Levothyroxine Accord, 200 micrograms, tablets

Levothyroxine sodium

You should carefully read the contents of the leaflet before taking the medicine, as it contains important information for the patient.

• You should keep this leaflet, so that you can read it again if you need to.
• If you have any doubts, you should consult a doctor or pharmacist.
• This medicine has been prescribed specifically for you. Do not pass it on to others. The medicine may harm another person, even if their symptoms are the same.
• If the patient experiences any side effects, including any side effects not listed in this leaflet, they should tell their doctor, pharmacist, or nurse. See section 4.

Table of contents of the leaflet:

• 1. What is Levothyroxine Accord and what is it used for
• 2. Important information before taking Levothyroxine Accord
• 3. How to take Levothyroxine Accord
• 4. Possible side effects
• 5. How to store Levothyroxine Accord
• 6. Contents of the packaging and other information

1. What is Levothyroxine Accord and what is it used for

Levothyroxine, the active substance of Levothyroxine Accord, is a synthetic thyroid hormone intended for the treatment of thyroid diseases and disorders. It has the same effect as the thyroid hormones that occur naturally in the body. Levothyroxine Accord is used:

• to treat mild goiter in patients with normal thyroid function,
• to prevent goiter recurrence in patients after surgery,
• to supplement the lack of natural thyroid hormones when the thyroid gland does not produce enough hormones,
• to inhibit the growth of tumors in patients with thyroid cancer.

Levothyroxine Accord 25 micrograms, 50 micrograms, 75 micrograms, 88 micrograms, and 100 micrograms are also used to balance thyroid hormone levels in patients who are taking antithyroid drugs due to excessive thyroid hormone production. Levothyroxine Accord 100 micrograms, 150 micrograms, and 200 micrograms may also be used in tests that assess thyroid function.

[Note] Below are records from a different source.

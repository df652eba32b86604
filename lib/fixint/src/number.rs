//! Mixed integer and float arithmetic.
//!
//! [`Number`] is either a [`BigInt`] or a native float. Binary operations
//! promote their operands the way a numeric tower does:
//!
//! | left  | right | result                      |
//! |-------|-------|-----------------------------|
//! | Int   | Int   | Int, wrapping at the width  |
//! | Int   | Float | Float                       |
//! | Float | Int   | Float                       |
//! | Float | Float | Float                       |
//!
//! Division and remainder follow floor semantics for both kinds. `pow`
//! stays an integer only for a non-negative integer exponent.
//!
//! # Examples
//!
//! ```rust
//! use fixint::{Int256, Number};
//!
//! let seven = Number::from(Int256::from(7u64));
//! let two = Number::<_, 8>::from(2i64);
//!
//! assert_eq!(seven / two, Number::Int(Int256::from(3u64)));
//! assert_eq!(seven / Number::from(2.0), Number::Float(3.0));
//! assert_eq!(two.pow(Number::from(-1i64)), Number::Float(0.5));
//! ```

use core::{
    fmt::{self, Display},
    ops::{Add, Div, Mul, Neg, Rem, Sub},
};

use educe::Educe;
use num_traits::float::{Float, FloatCore};

use crate::{config::Width, int::BigInt};

/// An integer of fixed width or a native float.
#[derive(Educe)]
#[educe(Copy, Clone, Debug, PartialEq)]
pub enum Number<W: Width<N>, const N: usize> {
    /// Fixed-width integer.
    Int(BigInt<W, N>),
    /// Native float.
    Float(f64),
}

/// Operands of a binary operation after promotion.
enum Promoted<W: Width<N>, const N: usize> {
    Ints(BigInt<W, N>, BigInt<W, N>),
    Floats(f64, f64),
}

impl<W: Width<N>, const N: usize> Promoted<W, N> {
    fn new(lhs: Number<W, N>, rhs: Number<W, N>) -> Self {
        match (lhs, rhs) {
            (Number::Int(a), Number::Int(b)) => Promoted::Ints(a, b),
            (a, b) => Promoted::Floats(a.to_f64(), b.to_f64()),
        }
    }
}

impl<W: Width<N>, const N: usize> Number<W, N> {
    /// Checks `self` holds an integer.
    #[must_use]
    pub const fn is_int(&self) -> bool {
        matches!(self, Number::Int(_))
    }

    /// The integer held by `self`, if any.
    #[must_use]
    pub const fn as_int(&self) -> Option<&BigInt<W, N>> {
        match self {
            Number::Int(int) => Some(int),
            Number::Float(_) => None,
        }
    }

    /// `self` as a float. Integers outside of the native range lose
    /// precision.
    #[must_use]
    pub fn to_f64(&self) -> f64 {
        match self {
            Number::Int(int) => int.to_f64(),
            Number::Float(float) => *float,
        }
    }

    /// Raise `self` to the power `exp`.
    ///
    /// An integer raised to a non-negative integer stays an integer (see
    /// [`BigInt::ipow`]). Every other combination, including a negative
    /// integer exponent, is computed on floats.
    #[must_use]
    pub fn pow(self, exp: Self) -> Self {
        match Promoted::new(self, exp) {
            Promoted::Ints(base, exp) if !exp.is_negative() => {
                Number::Int(base.ipow(&exp))
            }
            Promoted::Ints(base, exp) => {
                Number::Float(Float::powf(base.to_f64(), exp.to_f64()))
            }
            Promoted::Floats(base, exp) => Number::Float(Float::powf(base, exp)),
        }
    }
}

/// Floor of `a / b` for floats. Division by zero follows IEEE 754.
fn float_floor_div(a: f64, b: f64) -> f64 {
    FloatCore::floor(a / b)
}

/// Floor remainder of `a / b` for floats: zero or of the sign of `b`.
fn float_floor_mod(a: f64, b: f64) -> f64 {
    a - b * float_floor_div(a, b)
}

/// Binary operators dispatching on the promoted operands.
macro_rules! impl_number_op {
    ($op:ident, $method:ident, $int:expr, $float:expr) => {
        impl<W: Width<N>, const N: usize> $op for Number<W, N> {
            type Output = Number<W, N>;

            fn $method(self, rhs: Number<W, N>) -> Self::Output {
                match Promoted::new(self, rhs) {
                    Promoted::Ints(a, b) => Number::Int($int(a, b)),
                    Promoted::Floats(a, b) => Number::Float($float(a, b)),
                }
            }
        }
    };
}

impl_number_op!(
    Add,
    add,
    |a: BigInt<W, N>, b: BigInt<W, N>| a + b,
    |a: f64, b: f64| a + b
);
impl_number_op!(
    Sub,
    sub,
    |a: BigInt<W, N>, b: BigInt<W, N>| a - b,
    |a: f64, b: f64| a - b
);
impl_number_op!(
    Mul,
    mul,
    |a: BigInt<W, N>, b: BigInt<W, N>| a * b,
    |a: f64, b: f64| a * b
);
impl_number_op!(
    Div,
    div,
    |a: BigInt<W, N>, b: BigInt<W, N>| a.floor_div(&b),
    float_floor_div
);
impl_number_op!(
    Rem,
    rem,
    |a: BigInt<W, N>, b: BigInt<W, N>| a.floor_mod(&b),
    float_floor_mod
);

impl<W: Width<N>, const N: usize> Neg for Number<W, N> {
    type Output = Number<W, N>;

    fn neg(self) -> Self::Output {
        match self {
            Number::Int(int) => Number::Int(-int),
            Number::Float(float) => Number::Float(-float),
        }
    }
}

impl<W: Width<N>, const N: usize> Display for Number<W, N> {
    fn fmt(&self, f: &mut fmt::Formatter<'_>) -> fmt::Result {
        match self {
            Number::Int(int) => Display::fmt(int, f),
            Number::Float(float) => Display::fmt(float, f),
        }
    }
}

impl<W: Width<N>, const N: usize> From<BigInt<W, N>> for Number<W, N> {
    fn from(value: BigInt<W, N>) -> Self {
        Number::Int(value)
    }
}

impl<W: Width<N>, const N: usize> From<f64> for Number<W, N> {
    fn from(value: f64) -> Self {
        Number::Float(value)
    }
}

impl<W: Width<N>, const N: usize> From<f32> for Number<W, N> {
    fn from(value: f32) -> Self {
        Number::Float(f64::from(value))
    }
}

macro_rules! impl_from_int {
    ($($int:ty),*) => {
        $(
            impl<W: Width<N>, const N: usize> From<$int> for Number<W, N> {
                fn from(value: $int) -> Self {
                    Number::Int(BigInt::from(value))
                }
            }
        )*
    };
}

impl_from_int!(i8, i16, i32, i64, i128, isize, u8, u16, u32, u64, u128, usize);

Levothyroxine Accord, 12.5 micrograms:

• In children with hypothyroidism as an initial dose to replace thyroid hormone.
• In elderly patients, patients with coronary artery disease, and patients with severe or prolonged hypothyroidism as a small initial dose, which should then be gradually increased at longer intervals (e.g., 12.5 micrograms per day every 2 weeks), often while controlling thyroid hormone levels.
• In any patient who requires gradual increase of levothyroxine dose.

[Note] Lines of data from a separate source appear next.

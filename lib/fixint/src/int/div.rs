//! Unsigned long division, signed floor division and integer powers.

use super::impl_binary_op;
use crate::{config::Width, int::BigInt};

impl<W: Width<N>, const N: usize> BigInt<W, N> {
    /// Binary restoring long division of `self` by a non-zero `divisor`,
    /// both read as unsigned.
    fn long_division(&self, divisor: &Self) -> (Self, Self) {
        let half_max = Self::CONFIG.half_max;
        let mut remainder = *self;
        let mut denominator = *divisor;
        let mut current = Self::ONE;
        let mut quotient = Self::ZERO;

        // Line the denominator up with the top of the remainder. Stop
        // before the top bit of the denominator would be shifted out.
        let mut overflow = false;
        while denominator.ule(&remainder) {
            if denominator.top_word() >= half_max {
                overflow = true;
                break;
            }
            denominator.shift_left(1);
            current.shift_left(1);
        }
        if !overflow {
            denominator.shift_right(1);
            current.shift_right(1);
        }

        while !current.is_zero() {
            if denominator.ule(&remainder) {
                remainder.sub_in_place(&denominator);
                quotient.or_in_place(&current);
            }
            denominator.shift_right(1);
            current.shift_right(1);
        }

        (quotient, remainder)
    }

    /// Unsigned quotient and remainder of `self` by `rhs`, from a single
    /// division pass.
    ///
    /// # Panics
    ///
    /// If `rhs` is zero.
    #[must_use]
    pub fn udivmod(&self, rhs: &Self) -> (Self, Self) {
        assert!(!rhs.is_zero(), "divide by zero");
        self.long_division(rhs)
    }

    /// Like [`Self::udivmod`], but returns `None` if `rhs` is zero.
    #[must_use]
    pub fn checked_udivmod(&self, rhs: &Self) -> Option<(Self, Self)> {
        (!rhs.is_zero()).then(|| self.long_division(rhs))
    }

    /// Unsigned quotient of `self` by `rhs`.
    ///
    /// # Panics
    ///
    /// If `rhs` is zero.
    #[must_use]
    pub fn udiv(&self, rhs: &Self) -> Self {
        self.udivmod(rhs).0
    }

    /// Unsigned remainder of `self` by `rhs`.
    ///
    /// # Panics
    ///
    /// If `rhs` is zero.
    #[must_use]
    pub fn umod(&self, rhs: &Self) -> Self {
        self.udivmod(rhs).1
    }

    /// Signed quotient and remainder of `self` by `rhs`, with the quotient
    /// rounded toward negative infinity.
    ///
    /// The remainder is zero or has the sign of `rhs`, and
    /// `self == rhs * quotient + remainder` always holds (modulo the width).
    ///
    /// # Panics
    ///
    /// If `rhs` is zero.
    #[must_use]
    pub fn floor_divmod(&self, rhs: &Self) -> (Self, Self) {
        assert!(!rhs.is_zero(), "divide by zero");
        self.floor_division(rhs)
    }

    /// Like [`Self::floor_divmod`], but returns `None` if `rhs` is zero.
    #[must_use]
    pub fn checked_floor_divmod(&self, rhs: &Self) -> Option<(Self, Self)> {
        (!rhs.is_zero()).then(|| self.floor_division(rhs))
    }

    fn floor_division(&self, rhs: &Self) -> (Self, Self) {
        // `MIN / -1` has no representable magnitude to divide with.
        if rhs.is_minus_one() {
            return (self.wrapping_neg(), Self::ZERO);
        }

        let (mut quotient, remainder) =
            self.unsigned_abs().long_division(&rhs.unsigned_abs());
        if self.is_negative() != rhs.is_negative() {
            quotient.neg_in_place();
            if !remainder.is_zero() {
                quotient.sub_in_place(&Self::ONE);
            }
        }

        let remainder = self.wrapping_sub(&rhs.wrapping_mul(&quotient));
        (quotient, remainder)
    }

    /// Floor division of `self` by `rhs`.
    ///
    /// # Panics
    ///
    /// If `rhs` is zero.
    #[must_use]
    pub fn floor_div(&self, rhs: &Self) -> Self {
        self.floor_divmod(rhs).0
    }

    /// Floor modulo of `self` by `rhs`: zero or of the sign of `rhs`.
    ///
    /// # Panics
    ///
    /// If `rhs` is zero.
    #[must_use]
    pub fn floor_mod(&self, rhs: &Self) -> Self {
        self.floor_divmod(rhs).1
    }

    /// Floor division, or `None` if `rhs` is zero.
    #[must_use]
    pub fn checked_floor_div(&self, rhs: &Self) -> Option<Self> {
        self.checked_floor_divmod(rhs).map(|(q, _)| q)
    }

    /// Floor modulo, or `None` if `rhs` is zero.
    #[must_use]
    pub fn checked_floor_mod(&self, rhs: &Self) -> Option<Self> {
        self.checked_floor_divmod(rhs).map(|(_, r)| r)
    }

    /// Replace `self` with its floor quotient by `rhs`.
    ///
    /// # Panics
    ///
    /// If `rhs` is zero.
    pub fn floor_div_in_place(&mut self, rhs: &Self) -> &mut Self {
        *self = self.floor_div(rhs);
        self
    }

    /// Replace `self` with its floor remainder by `rhs`.
    ///
    /// # Panics
    ///
    /// If `rhs` is zero.
    pub fn floor_mod_in_place(&mut self, rhs: &Self) -> &mut Self {
        *self = self.floor_mod(rhs);
        self
    }

    /// Raise `self` to the power `exp` by repeated squaring, wrapping
    /// around at the width.
    ///
    /// # Panics
    ///
    /// If `exp` is negative.
    #[must_use]
    pub fn ipow(&self, exp: &Self) -> Self {
        assert!(!exp.is_negative(), "negative exponent");
        if exp.is_zero() {
            return Self::ONE;
        }
        if exp.is_one() {
            return *self;
        }

        let mut base = *self;
        let mut exp = *exp;
        let mut acc = Self::ONE;
        while !exp.is_one() {
            if exp.is_odd() {
                acc.mul_in_place(&base);
            }
            exp.shift_right(1);
            base = base.wrapping_square();
        }
        acc.wrapping_mul(&base)
    }

    /// Replace `self` with `self` raised to the power `exp`.
    ///
    /// # Panics
    ///
    /// If `exp` is negative.
    pub fn ipow_in_place(&mut self, exp: &Self) -> &mut Self {
        *self = self.ipow(exp);
        self
    }

    /// Absolute value. [`Self::MIN`] stays [`Self::MIN`].
    #[must_use]
    pub const fn abs(&self) -> Self {
        if self.is_negative() {
            self.wrapping_neg()
        } else {
            *self
        }
    }

    /// Absolute value to be read as unsigned, so the magnitude of
    /// [`Self::MIN`] is the correct `2^(BITS - 1)`.
    #[must_use]
    pub const fn unsigned_abs(&self) -> Self {
        self.abs()
    }
}

impl_binary_op!(Div, div, DivAssign, div_assign, floor_div_in_place);
impl_binary_op!(Rem, rem, RemAssign, rem_assign, floor_mod_in_place);

#[cfg(test)]
mod tests {
    use num_bigint::BigInt as Oracle;
    use proptest::prelude::*;

    use crate::{declare_width, Int256, Int64};

    declare_width!(W80x10, Int80x10, 80, 10);

    fn int(value: i64) -> Int256 {
        Int256::from(value)
    }

    fn oracle(value: Int256) -> Oracle {
        value.to_string().parse().unwrap()
    }

    fn wide(lo: u64, hi: u64) -> Int256 {
        (Int256::from(hi) << 160u32) | Int256::from(lo)
    }

    #[test]
    fn udivmod_small() {
        let (q, r) = Int256::from(10u64).udivmod(&Int256::from(3u64));
        assert_eq!(q, Int256::from(3u64));
        assert_eq!(r, Int256::ONE);
        assert_eq!(Int256::from(3u64).udiv(&Int256::from(10u64)), Int256::ZERO);
        assert_eq!(Int256::from(3u64).umod(&Int256::from(10u64)), int(3));
    }

    #[test]
    fn udiv_reads_operands_as_unsigned() {
        // -1 is the largest unsigned value.
        assert_eq!(Int256::MINUS_ONE.udiv(&Int256::MINUS_ONE), Int256::ONE);
        assert_eq!(Int256::MINUS_ONE.udiv(&int(2)), Int256::MAX);
        assert_eq!(Int256::MINUS_ONE.umod(&int(2)), Int256::ONE);
        assert_eq!(int(5).udiv(&Int256::MIN), Int256::ZERO);
        assert_eq!(Int256::MIN.udiv(&Int256::MIN), Int256::ONE);
    }

    #[test]
    #[should_panic(expected = "divide by zero")]
    fn udiv_by_zero_panics() {
        let _ = Int256::ONE.udiv(&Int256::ZERO);
    }

    #[test]
    #[should_panic(expected = "divide by zero")]
    fn floor_div_by_zero_panics() {
        let _ = Int256::ONE / Int256::ZERO;
    }

    #[test]
    fn checked_forms() {
        assert_eq!(Int256::ONE.checked_udivmod(&Int256::ZERO), None);
        assert_eq!(Int256::ONE.checked_floor_div(&Int256::ZERO), None);
        assert_eq!(Int256::ONE.checked_floor_mod(&Int256::ZERO), None);
        assert_eq!(int(-7).checked_floor_div(&int(2)), Some(int(-4)));
        assert_eq!(int(-7).checked_floor_mod(&int(2)), Some(int(1)));
    }

    #[test]
    fn floor_semantics() {
        assert_eq!(int(7) / int(2), int(3));
        assert_eq!(int(-7) / int(2), int(-4));
        assert_eq!(int(7) / int(-2), int(-4));
        assert_eq!(int(-7) / int(-2), int(3));
        assert_eq!(int(7) % int(2), int(1));
        assert_eq!(int(-7) % int(2), int(1));
        assert_eq!(int(7) % int(-2), int(-1));
        assert_eq!(int(-7) % int(-2), int(-1));
        assert_eq!(int(-6) / int(2), int(-3));
        assert_eq!(int(-6) % int(2), Int256::ZERO);
    }

    #[test]
    fn division_by_minus_one() {
        assert_eq!(Int256::MIN / Int256::MINUS_ONE, Int256::MIN);
        assert_eq!(Int256::MIN % Int256::MINUS_ONE, Int256::ZERO);
        assert_eq!(int(9) / Int256::MINUS_ONE, int(-9));
        assert_eq!(Int256::MIN / Int256::ONE, Int256::MIN);
    }

    #[test]
    fn in_place_division() {
        let mut x = int(-100);
        x.floor_div_in_place(&int(7)).floor_mod_in_place(&int(5));
        // floor(-100 / 7) = -15, -15 mod 5 = 0
        assert_eq!(x, Int256::ZERO);

        let mut y = int(100);
        y /= int(-7);
        y %= &int(4);
        // floor(100 / -7) = -15, -15 mod 4 = 1
        assert_eq!(y, int(1));
    }

    #[test]
    fn ipow() {
        let two = Int256::from(2u64);
        assert_eq!(two.ipow(&Int256::from(10u64)), Int256::from(1024u64));
        assert_eq!(int(-3).ipow(&int(3)), int(-27));
        assert_eq!(int(12345).ipow(&Int256::ZERO), Int256::ONE);
        assert_eq!(int(12345).ipow(&Int256::ONE), int(12345));
        assert_eq!(Int256::ZERO.ipow(&Int256::ZERO), Int256::ONE);
        assert_eq!(two.ipow(&int(255)), Int256::MIN);
        assert_eq!(two.ipow(&int(256)), Int256::ZERO);
        assert_eq!(Int64::from(3u64).ipow(&Int64::from(40u64)).to_u64(), 3u64.pow(40));

        let mut x = int(5);
        x.ipow_in_place(&int(3));
        assert_eq!(x, int(125));
    }

    #[test]
    #[should_panic(expected = "negative exponent")]
    fn ipow_negative_exponent_panics() {
        let _ = Int256::ONE.ipow(&Int256::MINUS_ONE);
    }

    #[test]
    fn abs() {
        assert_eq!(int(-5).abs(), int(5));
        assert_eq!(int(5).abs(), int(5));
        assert_eq!(Int256::MIN.abs(), Int256::MIN);
        assert_eq!(Int256::MIN.unsigned_abs().bit_len(), 256);
    }

    #[test]
    fn division_identity() {
        proptest!(|(x_lo: u64, x_hi: u64, y_lo: u64, y_hi in 0u64..1024)| {
            let x = wide(x_lo, x_hi);
            let y = wide(y_lo, y_hi);
            prop_assume!(!y.is_zero());
            let (q, r) = x.udivmod(&y);
            prop_assert_eq!(y * q + r, x);
            prop_assert!(r.ult(&y));
        });
    }

    #[test]
    fn floor_matches_native() {
        proptest!(|(x: i64, y: i64)| {
            prop_assume!(y != 0);
            let (q, r) = int(x).floor_divmod(&int(y));
            let expected_q = i128::from(x).div_euclid(i128::from(y))
                - i128::from(
                y < 0 && i128::from(x).rem_euclid(i128::from(y)) != 0,
            );
            let expected_r = i128::from(x) - i128::from(y) * expected_q;
            prop_assert_eq!(q, Int256::from(expected_q));
            prop_assert_eq!(r, Int256::from(expected_r));
            prop_assert!(r.is_zero() || r.is_negative() == (y < 0));
        });
    }

    #[test]
    fn floor_matches_oracle() {
        proptest!(|(x_lo: u64, x_hi: u64, y: i64, negate: bool)| {
            prop_assume!(y != 0);
            let x = if negate { -wide(x_lo, x_hi) } else { wide(x_lo, x_hi) };
            let y = int(y);
            let (q, r) = x.floor_divmod(&y);
            let (ox, oy) = (oracle(x), oracle(y));
            let mut oq = &ox / &oy;
            let zero = Oracle::from(0);
            if (&ox % &oy) != zero && (ox < zero) != (oy < zero) {
                oq -= Oracle::from(1);
            }
            prop_assert_eq!(oracle(q), oq.clone());
            prop_assert_eq!(oracle(r), ox - oy * oq);
        });
    }

    #[test]
    fn narrow_words_divide() {
        proptest!(|(x: i64, y in 1i64..1 << 40)| {
            let (q, r) = Int80x10::from(x).floor_divmod(&Int80x10::from(y));
            let expected_q = x.div_euclid(y);
            prop_assert_eq!(q.to_i64(), expected_q);
            prop_assert_eq!(r.to_i64(), x.rem_euclid(y));
        });
    }

    #[test]
    fn power_laws() {
        proptest!(|(x: i64, a in 0u32..40, b in 0u32..40)| {
            let x = int(x);
            let (ea, eb) = (Int256::from(a), Int256::from(b));
            prop_assert_eq!(x.ipow(&(ea + eb)), x.ipow(&ea) * x.ipow(&eb));
            prop_assert_eq!(x.ipow(&Int256::ZERO), Int256::ONE);
            prop_assert_eq!(x.ipow(&Int256::ONE), x);
        });
    }
}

2. Important information before taking Levothyroxine Accord

When not to take Levothyroxine Accord

• During pregnancy, Levothyroxine Accord should not be taken with antithyroid drugs to treat hyperthyroidism.

Levothyroxine Accord should not be taken in combination with antithyroid drugs if the patient is pregnant (see "Pregnancy and breastfeeding" below).

Warnings and precautions

Before starting treatment with Levothyroxine Accord, the patient should inform their doctor about any of the following heart diseases:

• insufficient blood flow in the coronary arteries (angina pectoris),
• heart failure,
• rapid and irregular heart rhythm,
• high blood pressure,
• fat deposits in the arteries (arteriosclerosis),
• if the adrenal glands do not function properly (adrenal insufficiency) and the treatment to supplement the lack of adrenal hormones is insufficient,

Treatment of these disorders is necessary before starting treatment with Levothyroxine Accord and before performing a thyroid suppression test. During treatment with Levothyroxine Accord, it is necessary to frequently check thyroid hormone levels. In case of doubts about whether the patient has any of the above diseases or if they are not treated, the patient should consult their doctor. The doctor will perform the necessary tests to determine if the patient has adrenal or pituitary disorders or a certain type of thyroid disorder with uncontrolled excessive production of thyroid hormones (autonomous thyroid function), as in such cases, appropriate treatment may be necessary before starting treatment with Levothyroxine Accord and before performing a thyroid suppression test. After starting levothyroxine treatment in premature infants with very low birth weight, it is necessary to regularly monitor blood pressure, as a sudden drop in blood pressure (called circulatory collapse) may occur. If it is necessary to change the medicine to another levothyroxine-containing medicine, a disruption of thyroid hormone balance may occur. The patient should consult their doctor if they have any questions about changing medicines. During the transition period, close monitoring of clinical and biochemical parameters is necessary. The patient should tell their doctor if they experience any side effects, as it may be necessary to increase or decrease the dose.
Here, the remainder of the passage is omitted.